Dataset items:

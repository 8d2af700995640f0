//! Network-related error types.
//!
//! Every transport or protocol failure talking to the PCA API ends up here.
//! None of these are retried automatically; the user re-runs the command.

use std::fmt;

use crate::traits::HttpError;

/// Network-specific error variants.
#[derive(Debug, Clone, PartialEq)]
pub enum NetworkError {
    /// Connection to the server failed.
    ConnectionFailed { url: String, message: String },

    /// Request timed out.
    Timeout { url: String },

    /// Non-2xx response that has no more specific meaning.
    HttpStatus { status: u16, message: String },

    /// The body could not be decoded into the expected shape.
    InvalidResponse { message: String },

    /// Request was cancelled.
    Cancelled,

    /// Generic network error.
    Other { message: String },
}

impl NetworkError {
    /// Check if re-invoking the same request may succeed.
    pub fn is_retryable(&self) -> bool {
        match self {
            NetworkError::ConnectionFailed { .. } => true,
            NetworkError::Timeout { .. } => true,
            NetworkError::HttpStatus { status, .. } => {
                *status >= 500 || *status == 429 || *status == 408
            }
            NetworkError::InvalidResponse { .. } => false,
            NetworkError::Cancelled => false,
            NetworkError::Other { .. } => false,
        }
    }

    /// Whether the server itself reported the failure (5xx).
    pub fn is_server_side(&self) -> bool {
        matches!(self, NetworkError::HttpStatus { status, .. } if *status >= 500)
    }

    /// Get a user-friendly error message.
    pub fn user_message(&self) -> String {
        match self {
            NetworkError::ConnectionFailed { .. } => {
                "Unable to reach the PCA server. Please check your internet connection.".to_string()
            }
            NetworkError::Timeout { .. } => {
                "The PCA server took too long to answer. Please try again.".to_string()
            }
            NetworkError::HttpStatus { status, .. } => match *status {
                404 => "The requested resource was not found.".to_string(),
                429 => "Too many requests. Please wait a moment and try again.".to_string(),
                500..=599 => {
                    "The server is experiencing issues. Please try again later.".to_string()
                }
                _ => format!(
                    "The server returned an error (HTTP {}). Please try again.",
                    status
                ),
            },
            NetworkError::InvalidResponse { .. } => {
                "Received an invalid response from the server. Please try again.".to_string()
            }
            NetworkError::Cancelled => "The request was cancelled.".to_string(),
            NetworkError::Other { message } => format!("Network error: {}", message),
        }
    }

    /// Get a short error code for logging.
    pub fn error_code(&self) -> &'static str {
        match self {
            NetworkError::ConnectionFailed { .. } => "E_NET_CONN",
            NetworkError::Timeout { .. } => "E_NET_TIMEOUT",
            NetworkError::HttpStatus { .. } => "E_NET_HTTP",
            NetworkError::InvalidResponse { .. } => "E_NET_INVALID",
            NetworkError::Cancelled => "E_NET_CANCEL",
            NetworkError::Other { .. } => "E_NET_OTHER",
        }
    }
}

impl fmt::Display for NetworkError {
    fn fmt(&self, f: &mut fmt::Formatter<'_>) -> fmt::Result {
        match self {
            NetworkError::ConnectionFailed { url, message } => {
                write!(f, "Connection failed to '{}': {}", url, message)
            }
            NetworkError::Timeout { url } => write!(f, "Request to '{}' timed out", url),
            NetworkError::HttpStatus { status, message } => {
                write!(f, "HTTP {} error: {}", status, message)
            }
            NetworkError::InvalidResponse { message } => {
                write!(f, "Invalid response: {}", message)
            }
            NetworkError::Cancelled => write!(f, "Request cancelled"),
            NetworkError::Other { message } => write!(f, "Network error: {}", message),
        }
    }
}

impl std::error::Error for NetworkError {}

/// Map a transport-level failure onto a `NetworkError` for `url`.
pub fn classify_http_error(err: HttpError, url: &str) -> NetworkError {
    match err {
        HttpError::ConnectionFailed(message) => NetworkError::ConnectionFailed {
            url: url.to_string(),
            message,
        },
        HttpError::Timeout(_) => NetworkError::Timeout {
            url: url.to_string(),
        },
        HttpError::Cancelled => NetworkError::Cancelled,
        HttpError::InvalidUrl(message) => NetworkError::Other {
            message: format!("invalid URL '{}': {}", url, message),
        },
        HttpError::Io(message) | HttpError::Other(message) => NetworkError::Other { message },
    }
}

**PROMPT**. Each line that holds the string "failure" is to be copied from the entries above.

**ANSWER TO THE EXERCISE**.
//! Every transport or protocol failure talking to the PCA API ends up here.
    /// Whether the server itself reported the failure (5xx).
/// Map a transport-level failure onto a `NetworkError` for `url`.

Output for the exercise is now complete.